Ambos nos pusimos de pie a la vez y nos acercamos a la mesa. Podía sentir las miradas de todo el mundo, así como un silencio inquietante que llenaba la sala, a medida que nos aproximábamos al tesoro.

Ante mí se hallaba uno de los fósiles más hermosos que hubiera visto. Era un esqueleto del tamaño aproximado de una mula, con los huesos del color pardo del chocolate resaltando sobre el gris apagado de la caliza que los rodeaba. Un dinosaurio, a buen seguro, con unos dientes como cuchillos carniceros, unas garras puntiagudas y una larga cola que no dejaban ninguna duda de que se trataba de un pariente cercano del villano Velociraptor de Jurassic Park.

Pero no era un dinosaurio ordinario. Los huesos eran livianos y huecos; las patas, largas y delgadas como las de una garza; su esqueleto esbelto era la marca distintiva de un animal activo, dinámico y veloz. Y allí no solo había huesos, sino que, además, todo el cuerpo estaba cubierto de plumas; unas plumas espesas que parecían pelo sobre la cabeza y el cuello, unas largas plumas ramificadas en la cola, y grandes plumas con cañones en los brazos, dispuestas en línea y superpuestas unas sobre otras para formar unas alas.

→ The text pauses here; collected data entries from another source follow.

/// Trait for embedding generation
#[async_trait]
pub trait Embedder: Send + Sync {
    /// Generate embedding for a single text
    async fn embed(&self, text: &str) -> Result<Vec<f32>>;

    /// Generate embeddings for multiple texts in one provider call
    async fn embed_batch(&self, texts: &[String]) -> Result<Vec<Vec<f32>>>;

    /// Get the model name
    fn model_name(&self) -> &str;

    /// Get the embedding dimension
    fn dimension(&self) -> usize;
}

/// OpenAI embedding client
pub struct OpenAIEmbedder {
    client: reqwest::Client,
    api_key: String,
    model: String,
    dimension: usize,
    base_url: String,
}

#[derive(Serialize)]
struct OpenAIRequest<'a> {
    input: &'a [String],
    model: &'a str,
}

#[derive(Deserialize)]
struct OpenAIResponse {
    data: Vec<OpenAIEmbedding>,
}

#[derive(Deserialize)]
struct OpenAIEmbedding {
    embedding: Vec<f32>,
    #[serde(default)]
    index: usize,
}

impl OpenAIEmbedder {
    /// Create a new OpenAI embedder
    pub fn new(
        api_key: String,
        model: String,
        base_url: Option<String>,
        timeout: Duration,
    ) -> Result<Self> {
        let dimension = match model.as_str() {
            "text-embedding-ada-002" => 1536,
            "text-embedding-3-small" => 1536,
            "text-embedding-3-large" => 3072,
            _ => crate::DEFAULT_EMBEDDING_DIMENSION,
        };

        let client = reqwest::Client::builder()
            .timeout(timeout)
            .build()
            .map_err(|e| AppError::Configuration {
                message: format!("Failed to create HTTP client: {}", e),
            })?;

        Ok(Self {
            client,
            api_key,
            model,
            dimension,
            base_url: base_url.unwrap_or_else(|| "https://api.openai.com/v1".to_string()),
        })
    }

    async fn make_request(&self, texts: &[String]) -> Result<Vec<Vec<f32>>> {
        let url = format!("{}/embeddings", self.base_url);

        let request = OpenAIRequest {
            input: texts,
            model: &self.model,
        };

        let response = self
            .client
            .post(&url)
            .header("Authorization", format!("Bearer {}", self.api_key))
            .header("Content-Type", "application/json")
            .json(&request)
            .send()
            .await
            .map_err(|e| AppError::provider("openai", format!("Request failed: {}", e)))?;

        if !response.status().is_success() {
            let status = response.status();
            let body = response.text().await.unwrap_or_default();
            return Err(AppError::provider(
                "openai",
                format!("API error {}: {}", status, body),
            ));
        }

        let mut result: OpenAIResponse = response.json().await.map_err(|e| {
            AppError::provider("openai", format!("Failed to parse response: {}", e))
        })?;

        if result.data.len() != texts.len() {
            return Err(AppError::provider(
                "openai",
                format!(
                    "Expected {} embeddings, received {}",
                    texts.len(),
                    result.data.len()
                ),
            ));
        }

        result.data.sort_by_key(|e| e.index);
        Ok(result.data.into_iter().map(|e| e.embedding).collect())
    }
}

#[async_trait]
impl Embedder for OpenAIEmbedder {
    async fn embed(&self, text: &str) -> Result<Vec<f32>> {
        let embeddings = self.make_request(&[text.to_string()]).await?;
        embeddings
            .into_iter()
            .next()
            .ok_or_else(|| AppError::provider("openai", "Empty response"))
    }

    async fn embed_batch(&self, texts: &[String]) -> Result<Vec<Vec<f32>>> {
        self.make_request(texts).await
    }

    fn model_name(&self) -> &str {
        &self.model
    }

    fn dimension(&self) -> usize {
        self.dimension
    }
}

/// Mock embedder for testing.
///
/// Vectors are seeded from the sha256 of the text, so equal texts embed
/// equally and tests can assert on similarity.
pub struct MockEmbedder {
    dimension: usize,
}

impl MockEmbedder {
    pub fn new(dimension: usize) -> Self {
        Self { dimension }
    }

    fn vector_for(&self, text: &str) -> Vec<f32> {
        use rand::{rngs::StdRng, Rng, SeedableRng};
        use sha2::{Digest, Sha256};

        let seed: [u8; 32] = Sha256::digest(text.as_bytes()).into();
        let mut rng = StdRng::from_seed(seed);
        (0..self.dimension).map(|_| rng.gen_range(-1.0f32..1.0)).collect()
    }
}

#[async_trait]
impl Embedder for MockEmbedder {
    async fn embed(&self, text: &str) -> Result<Vec<f32>> {
        Ok(self.vector_for(text))
    }

    async fn embed_batch(&self, texts: &[String]) -> Result<Vec<Vec<f32>>> {
        Ok(texts.iter().map(|t| self.vector_for(t)).collect())
    }

    fn model_name(&self) -> &str {
        "mock-embedding"
    }

    fn dimension(&self) -> usize {
        self.dimension
    }
}

/// Create an embedder based on configuration
pub fn create_embedder(config: &EmbeddingConfig) -> Result<Arc<dyn Embedder>> {
    match config.provider.as_str() {
        "openai" => {
            let key = config.api_key.clone().ok_or_else(|| AppError::Configuration {
                message: "embedding.api_key is required for the openai provider".to_string(),
            })?;
            Ok(Arc::new(OpenAIEmbedder::new(
                key,
                config.model.clone(),
                config.api_base.clone(),
                config.timeout(),
            )?))
        }
        "mock" => Ok(Arc::new(MockEmbedder::new(config.dimension))),
        other => {
            tracing::warn!(provider = other, "Unknown embedding provider, using mock");
            Ok(Arc::new(MockEmbedder::new(config.dimension)))
        }
    }
}

/// Retry and batching policy around an [`Embedder`]
#[derive(Debug, Clone)]
pub struct RetryPolicy {
    /// Retries after the first attempt
    pub max_retries: u32,
    /// Delay before retry n is `base_delay * 2^n`
    pub base_delay: Duration,
}

impl RetryPolicy {
    pub fn delay_for(&self, attempt: u32) -> Duration {
        self.base_delay.saturating_mul(2u32.saturating_pow(attempt))
    }
}

impl Default for RetryPolicy {
    fn default() -> Self {
        Self {
            max_retries: 3,
            base_delay: Duration::from_secs(1),
        }
    }
}

/// Embedding client used by the pipeline
#[derive(Clone)]
pub struct EmbeddingClient {
    embedder: Arc<dyn Embedder>,
    tokenizer: Arc<dyn Tokenizer>,
    retry: RetryPolicy,
    batch_size: usize,
    batch_delay: Duration,
}

impl EmbeddingClient {
    pub fn new(embedder: Arc<dyn Embedder>, tokenizer: Arc<dyn Tokenizer>) -> Self {
        Self {
            embedder,
            tokenizer,
            retry: RetryPolicy::default(),
            batch_size: 100,
            batch_delay: Duration::from_millis(100),
        }
    }

    pub fn from_config(
        embedder: Arc<dyn Embedder>,
        tokenizer: Arc<dyn Tokenizer>,
        config: &EmbeddingConfig,
    ) -> Self {
        Self::new(embedder, tokenizer)
            .with_retry(RetryPolicy {
                max_retries: config.max_retries,
                base_delay: config.retry_base_delay(),
            })
            .with_batching(config.batch_size, config.batch_delay())
    }

    pub fn with_retry(mut self, retry: RetryPolicy) -> Self {
        self.retry = retry;
        self
    }

    pub fn with_batching(mut self, batch_size: usize, batch_delay: Duration) -> Self {
        self.batch_size = batch_size.max(1);
        self.batch_delay = batch_delay;
        self
    }

    pub fn model_name(&self) -> &str {
        self.embedder.model_name()
    }

    pub fn dimension(&self) -> usize {
        self.embedder.dimension()
    }

    /// Count tokens with the provider's encoder
    pub fn count_tokens(&self, text: &str) -> usize {
        self.tokenizer.count(text)
    }

    /// Embed a single text. Blank text has no embedding.
    pub async fn embed(&self, text: &str) -> Result<Option<Vec<f32>>> {
        if text.trim().is_empty() {
            return Ok(None);
        }
        let start = Instant::now();
        let result = self.embedder.embed(text).await;
        crate::metrics::record_embedding(
            start.elapsed().as_secs_f64(),
            self.embedder.model_name(),
            1,
            result.is_ok(),
        );
        result.map(Some)
    }

    /// Embed with exponential backoff, surfacing the last error on exhaustion
    pub async fn embed_with_retry(&self, text: &str) -> Result<Option<Vec<f32>>> {
        let mut last_error = None;

        for attempt in 0..=self.retry.max_retries {
            match self.embed(text).await {
                Ok(embedding) => return Ok(embedding),
                Err(e) => {
                    tracing::warn!(
                        attempt = attempt + 1,
                        max_retries = self.retry.max_retries,
                        error = %e,
                        "Embedding request failed"
                    );
                    last_error = Some(e);
                    if attempt < self.retry.max_retries {
                        tokio::time::sleep(self.retry.delay_for(attempt)).await;
                    }
                }
            }
        }

        Err(last_error.unwrap_or_else(|| AppError::provider(
            self.embedder.model_name(),
            "Unknown error after retries",
        )))
    }

    /// Embed with retry, substituting the all-zero vector when retries are exhausted
    pub async fn embed_or_zero(&self, text: &str) -> Vec<f32> {
        match self.embed_with_retry(text).await {
            Ok(Some(embedding)) => embedding,
            Ok(None) => self.zero_vector(),
            Err(e) => {
                tracing::error!(error = %e, "Embedding retries exhausted, using zero vector");
                self.zero_vector()
            }
        }
    }

    /// Deterministic fallback vector of the provider dimension
    pub fn zero_vector(&self) -> Vec<f32> {
        vec![0.0; self.embedder.dimension()]
    }

    /// Embed texts in fixed-size batches.
    ///
    /// A failed batch yields `None` for each of its texts and later batches
    /// still run.
    pub async fn embed_batch(&self, texts: &[String]) -> Vec<Option<Vec<f32>>> {
        let mut results = Vec::with_capacity(texts.len());
        let batch_count = texts.len().div_ceil(self.batch_size);

        for (batch_index, batch) in texts.chunks(self.batch_size).enumerate() {
            let start = Instant::now();
            match self.embedder.embed_batch(batch).await {
                Ok(embeddings) if embeddings.len() == batch.len() => {
                    crate::metrics::record_embedding(
                        start.elapsed().as_secs_f64(),
                        self.embedder.model_name(),
                        batch.len(),
                        true,
                    );
                    results.extend(embeddings.into_iter().map(Some));
                }
                Ok(embeddings) => {
                    tracing::error!(
                        batch = batch_index,
                        expected = batch.len(),
                        received = embeddings.len(),
                        "Embedding batch size mismatch"
                    );
                    results.extend(std::iter::repeat_with(|| None).take(batch.len()));
                }
                Err(e) => {
                    crate::metrics::record_embedding(
                        start.elapsed().as_secs_f64(),
                        self.embedder.model_name(),
                        batch.len(),
                        false,
                    );
                    tracing::error!(batch = batch_index, error = %e, "Embedding batch failed");
                    results.extend(std::iter::repeat_with(|| None).take(batch.len()));
                }
            }

            if batch_index + 1 < batch_count {
                tokio::time::sleep(self.batch_delay).await;
            }
        }

        results
    }
}

#[cfg(test)]
pub(crate) mod testing {
    use super::*;
    use std::sync::atomic::{AtomicUsize, Ordering};

    /// Embedder failing the first `failures` calls
    pub struct FlakyEmbedder {
        pub calls: AtomicUsize,
        pub failures: usize,
        pub inner: MockEmbedder,
    }

    #[async_trait]
    impl Embedder for FlakyEmbedder {
        async fn embed(&self, text: &str) -> Result<Vec<f32>> {
            let call = self.calls.fetch_add(1, Ordering::SeqCst);
            if call < self.failures {
                return Err(AppError::provider("flaky", "transient"));
            }
            self.inner.embed(text).await
        }

        async fn embed_batch(&self, texts: &[String]) -> Result<Vec<Vec<f32>>> {
            let call = self.calls.fetch_add(1, Ordering::SeqCst);
            if call < self.failures {
                return Err(AppError::provider("flaky", "transient"));
            }
            self.inner.embed_batch(texts).await
        }

        fn model_name(&self) -> &str {
            "flaky"
        }

        fn dimension(&self) -> usize {
            self.inner.dimension()
        }
    }
}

Este dinosaurio parecía un ave.

Aproximadamente un año después, Junchang y yo describimos este esqueleto como una nueva especie, a la que denominamos Zhenyuanlong suni. Es uno de los cerca de quince nuevos dinosaurios que he identificado a lo largo de la última década, a medida que forjaba una carrera en paleontología que me ha llevado desde mis raíces en el medio oeste de Estados Unidos hasta un empleo en la universidad en Escocia, con muchas paradas en todo el mundo para encontrar y estudiar dinosaurios.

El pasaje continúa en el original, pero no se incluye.